Author:
Păvăleanu Ioana,Popa Alexandra,Haliciu Ana-Maria
Abstract
Nuchal translucency (NT) is the ultrasound observation of subcutaneous fluid accumulation at the back of the fetal neck, which, when excessively enlarged, can lead to nuchal edema or cystic hygroma. Elevated NT is associated with chromosomal anomalies and pregnancy complications. Cystic hygroma (CH) is caused by lymphatic system blockage, resulting in fluid-filled pseudocysts. Its incidence varies, but it is usually rare in the general population. CH is commonly detected during prenatal screenings, with higher incidences in populations undergoing extensive testing. It can be associated with genetic conditions like Turner and Down syndromes, influenced by geographic regions and maternal age. Ultrasound is an established method for CH diagnosis, revealing multiseptated cystic masses. A normal karyotype is found in only 20-50% of cases. The management varies from expectant monitoring to pregnancy termination, depending on severity and associated anomalies.
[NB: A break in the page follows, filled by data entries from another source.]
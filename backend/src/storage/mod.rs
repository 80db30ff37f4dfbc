//! # Storage Module
//!
//! Persistence for account and transaction records. A single
//! [`DbConnection`] is opened at startup and shared by every repository.
//! Records live in two independent tables with no cross-table constraints;
//! every non-identity column is nullable.

pub mod connection;
pub mod repositories;

pub use connection::DbConnection;
pub use repositories::{AccountRepository, TransactionRepository};
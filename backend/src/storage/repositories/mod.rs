pub mod account_repository;
pub mod transaction_repository;

pub use account_repository::AccountRepository;
pub use transaction_repository::TransactionRepository;
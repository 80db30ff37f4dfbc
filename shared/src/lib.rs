use chrono::{DateTime, Utc};
use serde::{Deserialize, Serialize};

pub mod coerce;

/// A stored account record
#[derive(Debug, Clone, PartialEq, Serialize, Deserialize)]
pub struct Account {
    /// Store-assigned identifier
    #[serde(rename = "_id")]
    pub id: String,
    #[serde(default, skip_serializing_if = "Option::is_none")]
    pub name: Option<String>,
    /// Current balance, may be negative
    #[serde(default, serialize_with = "coerce::serialize_number", skip_serializing_if = "Option::is_none")]
    pub balance: Option<f64>,
    #[serde(default, skip_serializing_if = "Option::is_none")]
    pub address: Option<String>,
}

/// Account fields as sent by clients on create and update.
///
/// Every field is optional. On update only the fields present are written.
#[derive(Debug, Clone, Default, PartialEq, Serialize, Deserialize)]
pub struct AccountFields {
    #[serde(default, deserialize_with = "coerce::lenient_string", skip_serializing_if = "Option::is_none")]
    pub name: Option<String>,
    #[serde(default, deserialize_with = "coerce::lenient_f64", skip_serializing_if = "Option::is_none")]
    pub balance: Option<f64>,
    #[serde(default, deserialize_with = "coerce::lenient_string", skip_serializing_if = "Option::is_none")]
    pub address: Option<String>,
}

/// A stored transfer record. `from` and `to` are free text and are not
/// checked against existing accounts.
#[derive(Debug, Clone, PartialEq, Serialize, Deserialize)]
pub struct Transaction {
    #[serde(rename = "_id")]
    pub id: String,
    #[serde(default, skip_serializing_if = "Option::is_none")]
    pub from: Option<String>,
    #[serde(default, skip_serializing_if = "Option::is_none")]
    pub to: Option<String>,
    #[serde(default, serialize_with = "coerce::serialize_number", skip_serializing_if = "Option::is_none")]
    pub amount: Option<f64>,
    #[serde(default, skip_serializing_if = "Option::is_none")]
    pub date: Option<DateTime<Utc>>,
}

/// Transaction fields as sent by clients on create and update
#[derive(Debug, Clone, Default, PartialEq, Serialize, Deserialize)]
pub struct TransactionFields {
    #[serde(default, deserialize_with = "coerce::lenient_string", skip_serializing_if = "Option::is_none")]
    pub from: Option<String>,
    #[serde(default, deserialize_with = "coerce::lenient_string", skip_serializing_if = "Option::is_none")]
    pub to: Option<String>,
    #[serde(default, deserialize_with = "coerce::lenient_f64", skip_serializing_if = "Option::is_none")]
    pub amount: Option<f64>,
    #[serde(default, deserialize_with = "coerce::lenient_date", skip_serializing_if = "Option::is_none")]
    pub date: Option<DateTime<Utc>>,
}

/// Body returned after a successful delete
#[derive(Debug, Clone, PartialEq, Serialize, Deserialize)]
pub struct DeleteResponse {
    pub message: String,
}

/// Body returned for every error response
#[derive(Debug, Clone, PartialEq, Serialize, Deserialize)]
pub struct ErrorResponse {
    pub status: u16,
    pub message: String,
}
The risk of recurrence depends on karyotype; normal karyotypes have a higher recurrence risk. Spontaneous resolution of cystic hygroma has been reported in some cases. To illustrate this situation, we present the case of a patient with a spontaneously regressed CH associated with a normal karyotype and a favorable outcome. In conclusion, cystic hygroma management and counseling should consider the presence of chromosomal abnormalities, but recent studies reveal a more optimistic perspective once these abnormalities are ruled out. Collaborative counseling is essential for informed decision-making during pregnancy regarding fetal interventions, neonatal care or palliative care.
Subject
Obstetrics and Gynecology